Pilgrim’s Pride Drops Some Chicken Welfare Claims Amid ‘Scalding’ Complaint
(Bloomberg) -- In the days following an 81-page complaint filed with the U.S. Federal Trade Commission alleging “misleading” descriptions of its animal welfare standards, industrial poultry producer Pilgrim’s Pride changed some of the wording on its website.
As recently as last month, the company pledged that its chickens were “raised with the highest standards” and bred in “the best possible growout conditions.” Then, in a Dec. 12 complaint, the Humane Society of the United States alleged that such assurances were misleading. Citing undercover investigations, U.S. Department of Agriculture inspection records and whistleblower accounts, the organization argued that, contrary to company statements about implementing the highest possible standards, the majority of birds raised and slaughtered for it suffer cruel and inhumane treatment.
The group said most Pilgrim’s Pride chickens spend the majority of their lives in filthy, dark barns—and are sometimes scalded alive during slaughter.
Pilgrim’s Pride says it was a coincidence that, within 10 days of the FTC filing, it took down its website, Pilgrims.com, and unveiled a lightly redesigned successor, PilgrimsUSA.com. While much of the language used is similar or the same as the earlier iteration, some statements at issue in the Humane Society complaint—including those above—have been dropped or toned down.
On the Frequently Asked Questions page, for example, instead of assuring consumers that birds are raised “with the highest standards,” the company now simply ensures “that birds are treated humanely and raised with care.”
Cameron Bruett, a Pilgrim’s Pride spokesperson, told Bloomberg “the website update has been in the works for several months and has no connection to the complaint.”
Attorney John E. Villafranco, who practices advertising law at Kelley Drye & Warren LLP, said concern over potential litigation may be an explanation for the timing.
“Advertisers may make changes in response to a complaint to limit liability down the road,” he said, adding that it’s unlikely the change was the result of any FTC directive, given how recently the Humane Society complaint was filed. FTC investigations are confidential and can yield a wide range of outcomes. An FTC spokesperson wasn’t available for comment, according to an automatic email response, because of the partial government shutdown.
Like most broiler chickens in the U.S., Pilgrim’s Pride birds have been bred to grow so fast that their legs can’t support them, according to the Humane Society complaint. The breed grows unnaturally fast, reaching slaughter weight in a mere 50 days, and frequently suffers from cardiovascular problems, ruptured tendons and bone deformities, according to the filing.
The usually dark, windowless barns they live in are filled with feces, ammonia and dust, contributing to respiratory problems and eye lesions, according to the complaint. The buildings are so crowded that birds are afforded only about 100 square inches each.

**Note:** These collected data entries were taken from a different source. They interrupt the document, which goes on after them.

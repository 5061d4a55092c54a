// Copyright @yucwang 2026

use crate::core::computation_node::ComputationNode;
use crate::core::texture::Texture;
use crate::math::constants::{Float, Vector2f};
use crate::math::spectrum::RGBSpectrum;
use exr::prelude::*;
use image::io::Reader as ImageReader;
use image::GenericImageView;
use std::path::Path;

#[derive(Clone, Copy, Debug, PartialEq, Eq)]
pub enum FilterMode {
    Bilinear,
    Nearest,
}

#[derive(Clone, Copy, Debug, PartialEq, Eq)]
pub enum BorderMode {
    Repeat,
    Clamp,
}

#[derive(Clone, Debug)]
pub struct ImageData {
    width: usize,
    height: usize,
    pixels: Vec<RGBSpectrum>,
}

fn srgb_to_linear(v: Float) -> Float {
    if v <= 0.04045 {
        v / 12.92
    } else {
        ((v + 0.055) / 1.055).powf(2.4)
    }
}

impl ImageData {
    pub fn new(width: usize, height: usize, pixels: Vec<RGBSpectrum>) -> std::result::Result<Self, String> {
        if width == 0 || height == 0 || pixels.len() != width * height {
            return Err(format!("invalid image data: {}x{} with {} pixels", width, height, pixels.len()));
        }
        Ok(Self { width, height, pixels })
    }

    pub fn from_exr(path: &str) -> std::result::Result<Self, String> {
        let image = read()
            .no_deep_data()
            .largest_resolution_level()
            .rgba_channels(
                |resolution, _| {
                    let width = resolution.width();
                    let height = resolution.height();
                    ImageData { width,
                                height,
                                pixels: vec![RGBSpectrum::black(); width * height] }
                },
                |image, position, (r, g, b, _a): (f32, f32, f32, f32)| {
                    let idx = position.x() + image.width * position.y();
                    image.pixels[idx] = RGBSpectrum::new(r, g, b);
                },
            )
            .first_valid_layer()
            .all_attributes()
            .from_file(path)
            .map_err(|e| format!("failed to read exr {}: {}", path, e))?;

        let data = image.layer_data.channel_data.pixels;
        Self::new(data.width, data.height, data.pixels)
    }

    pub fn from_image(path: &str) -> std::result::Result<Self, String> {
        let img = ImageReader::open(path)
            .map_err(|e| format!("failed to open image {}: {}", path, e))?
            .decode()
            .map_err(|e| format!("failed to decode image {}: {}", path, e))?;

        let (width, height) = img.dimensions();
        let rgb = img.to_rgb32f();
        let pixels = rgb
            .pixels()
            .map(|p| RGBSpectrum::new(srgb_to_linear(p[0]), srgb_to_linear(p[1]), srgb_to_linear(p[2])))
            .collect();
        Self::new(width as usize, height as usize, pixels)
    }

    pub fn from_file(path: &str) -> std::result::Result<Self, String> {
        let ext = Path::new(path)
            .extension()
            .and_then(|s| s.to_str())
            .unwrap_or("")
            .to_ascii_lowercase();

        match ext.as_str() {
            "exr" => Self::from_exr(path),
            "jpg" | "jpeg" | "png" => Self::from_image(path),
            _ => Err(format!("unsupported texture format: {}", ext)),
        }
    }

    pub fn dimensions(&self) -> (usize, usize) {
        (self.width, self.height)
    }

    pub(crate) fn pixel_at(&self, x: usize, y: usize) -> RGBSpectrum {
        self.pixels[x + self.width * y]
    }
}

pub struct ImageTexture {
    image: ImageData,
    exposure: Float,
    filter_mode: FilterMode,
    border_mode: BorderMode,
}

impl ImageTexture {
    pub fn new(image: ImageData, exposure: Float, filter_mode: FilterMode, border_mode: BorderMode) -> Self {
        Self { image, exposure, filter_mode, border_mode }
    }

    fn wrap_coord(&self, value: Float) -> Float {
        match self.border_mode {
            BorderMode::Repeat => value - value.floor(),
            BorderMode::Clamp => value.clamp(0.0, 1.0),
        }
    }

    fn wrap_index(&self, idx: isize, size: usize) -> usize {
        let n = size as isize;
        match self.border_mode {
            BorderMode::Repeat => idx.rem_euclid(n) as usize,
            BorderMode::Clamp => idx.clamp(0, n - 1) as usize,
        }
    }

    fn sample_nearest(&self, u: Float, v: Float) -> RGBSpectrum {
        let (width, height) = self.image.dimensions();
        let x = ((u * width as Float) as usize).min(width - 1);
        let y = (((1.0 - v) * height as Float) as usize).min(height - 1);
        self.image.pixel_at(x, y)
    }

    fn sample_bilinear(&self, u: Float, v: Float) -> RGBSpectrum {
        let (width, height) = self.image.dimensions();
        let x = u * (width as Float) - 0.5;
        let y = (1.0 - v) * (height as Float) - 0.5;

        let x0 = x.floor() as isize;
        let y0 = y.floor() as isize;
        let tx = x - x0 as Float;
        let ty = y - y0 as Float;

        let x0u = self.wrap_index(x0, width);
        let y0u = self.wrap_index(y0, height);
        let x1u = self.wrap_index(x0 + 1, width);
        let y1u = self.wrap_index(y0 + 1, height);

        let top = self.image.pixel_at(x0u, y0u) * (1.0 - tx) + self.image.pixel_at(x1u, y0u) * tx;
        let bottom = self.image.pixel_at(x0u, y1u) * (1.0 - tx) + self.image.pixel_at(x1u, y1u) * tx;
        top * (1.0 - ty) + bottom * ty
    }
}

impl ComputationNode for ImageTexture {
    fn to_string(&self) -> String {
        let (width, height) = self.image.dimensions();
        format!("ImageTexture: [ size: {}x{}, exposure: {}, filter: {:?}, border: {:?} ]",
                width, height, self.exposure, self.filter_mode, self.border_mode)
    }
}

impl Texture for ImageTexture {
    fn eval(&self, uv: Vector2f) -> RGBSpectrum {
        let u = self.wrap_coord(uv.x);
        let v = self.wrap_coord(uv.y);
        let value = match self.filter_mode {
            FilterMode::Bilinear => self.sample_bilinear(u, v),
            FilterMode::Nearest => self.sample_nearest(u, v),
        };
        value * self.exposure
    }
}

#[cfg(test)]
mod tests {
    use super::*;

    fn assert_close(a: RGBSpectrum, b: RGBSpectrum) {
        assert!((a.to_vector() - b.to_vector()).norm() < 1e-5, "expected {:?} ≈ {:?}", a, b);
    }

    // 2x2 image: top row red, green; bottom row blue, white.
    fn quad() -> ImageData {
        ImageData::new(2, 2, vec![RGBSpectrum::new(1.0, 0.0, 0.0),
                                  RGBSpectrum::new(0.0, 1.0, 0.0),
                                  RGBSpectrum::new(0.0, 0.0, 1.0),
                                  RGBSpectrum::white()]).unwrap()
    }

    #[test]
    fn test_image_nearest_flips_v() {
        let tex = ImageTexture::new(quad(), 1.0, FilterMode::Nearest, BorderMode::Clamp);
        assert_close(tex.eval(Vector2f::new(0.25, 0.75)), RGBSpectrum::new(1.0, 0.0, 0.0));
        assert_close(tex.eval(Vector2f::new(0.75, 0.75)), RGBSpectrum::new(0.0, 1.0, 0.0));
        assert_close(tex.eval(Vector2f::new(0.25, 0.25)), RGBSpectrum::new(0.0, 0.0, 1.0));
        assert_close(tex.eval(Vector2f::new(1.0, 0.0)), RGBSpectrum::white());
    }

    #[test]
    fn test_image_bilinear_center_and_exposure() {
        let tex = ImageTexture::new(quad(), 2.0, FilterMode::Bilinear, BorderMode::Clamp);
        assert_close(tex.eval(Vector2f::new(0.5, 0.5)), RGBSpectrum::new(1.0, 1.0, 1.0));
        assert_close(tex.eval(Vector2f::new(0.25, 0.75)), RGBSpectrum::new(2.0, 0.0, 0.0));
    }

    #[test]
    fn test_image_repeat_border() {
        let tex = ImageTexture::new(quad(), 1.0, FilterMode::Nearest, BorderMode::Repeat);
        assert_close(tex.eval(Vector2f::new(1.25, -0.25)), tex.eval(Vector2f::new(0.25, 0.75)));
    }

    #[test]
    fn test_image_data_rejects_bad_size() {
        assert!(ImageData::new(2, 2, vec![RGBSpectrum::black(); 3]).is_err());
        assert!(ImageData::from_file("texture.bmp").is_err());
    }
}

Greeley, Colorado-based Pilgrim’s Pride, a unit of Brazilian meat processing giant JBS SA, has rejected the Humane Society’s allegations. Indeed, some of the statements assailed by the group in its complaint remain on the company’s website. Passages from Pilgrim’s Pride’s 2016 and 2017 sustainability reports, including references to its “uncompromising commitment” to humane animal welfare, have not been altered.
Pilgrim’s Pride states on the site that it follows industry guidelines “designed to promote the humane treatment and well-being of poultry throughout the production process.”

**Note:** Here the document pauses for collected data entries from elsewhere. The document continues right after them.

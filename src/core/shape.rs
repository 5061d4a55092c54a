// Copyright @yucwang 2023

use crate::core::computation_node::ComputationNode;
use crate::core::interaction::SurfaceIntersection;
use crate::core::sampler::Sampler;
use crate::math::ray::Ray3f;

pub trait Shape: ComputationNode + Send + Sync {
    /// Tests the ray against the shape in its local space. A hit is only
    /// recorded when `EPSILON <= t < its.t`; on success the shape writes
    /// `t`, position, frame, uv and area pdf into `its` and returns true.
    fn intersect(&self, ray: &Ray3f, its: &mut SurfaceIntersection<'_>, rng: &mut dyn Sampler) -> bool;
}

Peter Brandt, managing attorney of the Humane Society’s farm animals litigation arm, said his group has no plans to withdraw its FTC action, in part because the advertising is just a symptom of what the Humane Society sees as the larger problem.
“Ideally, they should clean up their practices,” Brandt said. “Failing that, they need to stop misleading consumers.”
“Pilgrim’s is committed to the well-being of the poultry under our care,” Bruett wrote in an email. “We welcome the opportunity to defend our approach to animal welfare against these false allegations.”